Los problemas atinentes a la tenencia de la tierra y a la apropiación de la renta generada por el control del territorio, han sido detonantes fundamentales de las guerras de nuestra historia: las guerras incontables de las estirpes engendradas desde Macondo. Las mismas guerras que marcaron el destino de Colombia con la impronta de la muerte, al tiempo que instalaban en nuestras frentes la cruz de ceniza de incontables Aurelianos -ora reconocidos, ora innominados- obligados por la codicia insaciable de los cabecillas del saqueo -“héroes y próceres” confeccionados a la medida de las más mezquinas y torpes ambiciones- a verter sueños, energías y sangre en los campos de mil batallas demenciales.
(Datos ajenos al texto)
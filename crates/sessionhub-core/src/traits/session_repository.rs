//! Session table trait for pluggable store backends.

use async_trait::async_trait;
use chrono::{DateTime, Utc};

use crate::error::AppError;
use crate::result::AppResult;
use crate::types::{Session, SessionId};

/// Authoritative store of session records keyed by session id.
///
/// Implementations must make each operation atomic with respect to the
/// others for the same id. Expired records are invisible to `find_by_id`
/// and `get` even before the sweeper removes them.
#[async_trait]
pub trait SessionRepository: Send + Sync + std::fmt::Debug + 'static {
    /// Allocate a fresh session with the configured default interval.
    /// The session is not stored until [`save`](Self::save) is called.
    fn create_session(&self) -> Session;

    /// Insert or overwrite the record with the session's id.
    async fn save(&self, session: &Session) -> AppResult<()>;

    /// Find a live session. Returns `None` if absent or expired.
    async fn find_by_id(&self, id: &SessionId) -> AppResult<Option<Session>>;

    /// Remove a session. Removing an unknown id is not an error.
    async fn delete(&self, id: &SessionId) -> AppResult<()>;

    /// Ids of every stored record, live or expired.
    async fn session_ids(&self) -> AppResult<Vec<SessionId>>;

    /// Ids the sweeper should check at `now`.
    ///
    /// Must include every record that is expired at `now`; may include
    /// live ones. Defaults to [`session_ids`](Self::session_ids).
    async fn expiry_candidates(&self, now: DateTime<Utc>) -> AppResult<Vec<SessionId>> {
        let _ = now;
        self.session_ids().await
    }

    /// Remove the record only if it is expired at `now`, returning it.
    async fn remove_if_expired(
        &self,
        id: &SessionId,
        now: DateTime<Utc>,
    ) -> AppResult<Option<Session>>;

    /// Whether the backing store is reachable.
    async fn health_check(&self) -> AppResult<bool>;

    /// Get a live session or fail with `NotFound`.
    async fn get(&self, id: &SessionId) -> AppResult<Session> {
        self.find_by_id(id)
            .await?
            .ok_or_else(|| AppError::not_found(format!("Session {id} not found")))
    }
}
El nombre más adecuado para nuestra historia podría ser: ‘Memorias de una feroz acumulación por desposesión’.

Indudablemente, el mayor antídoto de la violencia es la democracia. Pero no ésta democracia de pacotilla y opereta de la cual nos jactamos por asimilación indebida de espejismos interesados y de envejecidas manifestaciones y modalidades del eurocentrismo: y todo porque hemos sido como el bobo que presume de lo que carece. Para derrotar la inhumanidad inoculada en los anales de nuestro discurrir por la llamada ‘clase dirigente’ necesitamos volver por los fueros del humanismo. Pero no para reivindicar el humanismo burgués -manido y fracasado- sino para postular e implantar uno nuevo: social, moderno, democrático, desalienado. Un día el profesor Antonio García postuló que “la democracia, como el amor, es todo o no es nada”. Quienes con él coincidimos en tan iluminada apreciación debemos proclamar que el “Estado Social de Derecho” consagrado en la Constitución de 1991 unas veces se nos ha dado como artificio, otras como tranquilizante y otras como simple entremés carente de proyección y sostenibildad.  No se desarrolla ni se consolida el ejercicio de los derechos fundamentales allí donde la democracia no es orgánica e integral; es decir, donde no es económica, social, política, cultural e internacional.

Necesitamos promover y aclimatar una cultura que invalide el culto de las antivalores. Generar actividades, actuaciones y actitudes, que conduzcan al país hacia la derrota de los enemigos inveterados de lo público. Instaurar el advenimiento de expresiones de resistencia civil que trabajen para “desfacer” nuestro mayor entuerto: La apropiación de lo público por agentes e intereses privados. Buscar que el territorio sea un bien con indefectible funcionalidad social y no el capital rentista de indolentes grupos financieros o de redes mafiosas asesinas. He ahí la tarea más urgente de la Izquierda colombiana hoy atomizada por fulanismos, mezquindades, patronalismos y yerros que corresponden a la ausencia de objetivos estratégicos trazados a mediano y largo plazo…

Cuando a eso lleguemos y eso hagamos probablemente las estirpes de Macondo dejarán de vivir entre el presagio y la angustia de que sus descendientes -¡nuestros descendientes!- puedan asomarse al valle de la vida exhibiendo la cola de cerdo consabida… ¡Y, muy seguramente, tendremos una segunda oportunidad sobre la tierra!